Researchers applied a known force to a mass of extremely cold atoms and measured the resulting force using light. Using the measurement of this resulting force, they ultimately quantified the original force. Thus researchers demonstrated their ability to measure very small forces.

Shining too much light on an object to see its motion results in an effect known as quantum back-action, in which the measurement itself disturbs the motion of the object and prevents it from recording the force accurately.

The limit on measurement accuracy caused by quantum back-action is called the standard quantum limit. The force, at a miniscule 42 yoctonewtons, was closer to this limit than any other force recorded previously. There are more than a billion yoctonewtons in one newton and about 4.45 newtons in a pound of force.

“If you’ve got two very tiny things that are only nanometers apart … there are some theories that say Newtonian physics isn’t enough to describe that,” said Sydney Schreppler, a graduate student in the physics department at UC Berkeley and the lead author of the paper in Science. “So if you want to be able to measure that and test those theories, you need to be able to measure very tiny forces.”

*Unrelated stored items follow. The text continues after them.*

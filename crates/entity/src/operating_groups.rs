//! Operating Groups Entity
//!
//! Grouping of work owned by an operating assignment.

use sea_orm::entity::prelude::*;
use serde::{Deserialize, Serialize};

#[derive(Clone, Debug, PartialEq, DeriveEntityModel, Eq, Serialize, Deserialize)]
#[sea_orm(table_name = "operating_groups")]
pub struct Model {
    #[sea_orm(primary_key)]
    pub id:           i32,
    pub operating_id: i32,
    pub name:         String,
    pub active:       bool,
}

#[derive(Copy, Clone, Debug, EnumIter, DeriveRelation)]
pub enum Relation {
    #[sea_orm(
        belongs_to = "super::operatings::Entity",
        from = "Column::OperatingId",
        to = "super::operatings::Column::Id",
        on_update = "NoAction",
        on_delete = "Restrict"
    )]
    Operating,
}

impl Related<super::operatings::Entity> for Entity {
    fn to() -> RelationDef { Relation::Operating.def() }
}

impl ActiveModelBehavior for ActiveModel {}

Physicists studying gravitational waves aim to measure at the standard quantum limit, according to campus associate professor of physics Dan Stamper-Kurn, who led the research group.

“When they get there, they may be able to observe gravity waves,” Stamper-Kurn said. “It could be a new form of astronomy, looking at not just light but gravity waves, which could allow us to hear objects in the distant universe.”

Precise quantum measurements could also have applications in the field of biophysics and could be used to quantify the very small forces of attraction between proteins or DNA molecules. Any technology for measuring forces has a natural limit, depending in this system on the intensity of light used to measure the forces.

“There’s a fundamental limit of quantum mechanics,” said Nicolas Spethmann, a postdoctoral scholar at UC Berkeley and co-author of the paper.

Using a better light detector as well as colder gas may bring the sensitivity of the measurement closer to the standard quantum limit, Schreppler said.

“Back in 1980, there was a paper by a group of people that are working on these large gravitational wave interferometers, and they talked about the (standard quantum limit) and how it would become a problem for their measurement of small forces,” she said. “We think five years from now we will be at the standard quantum limit.”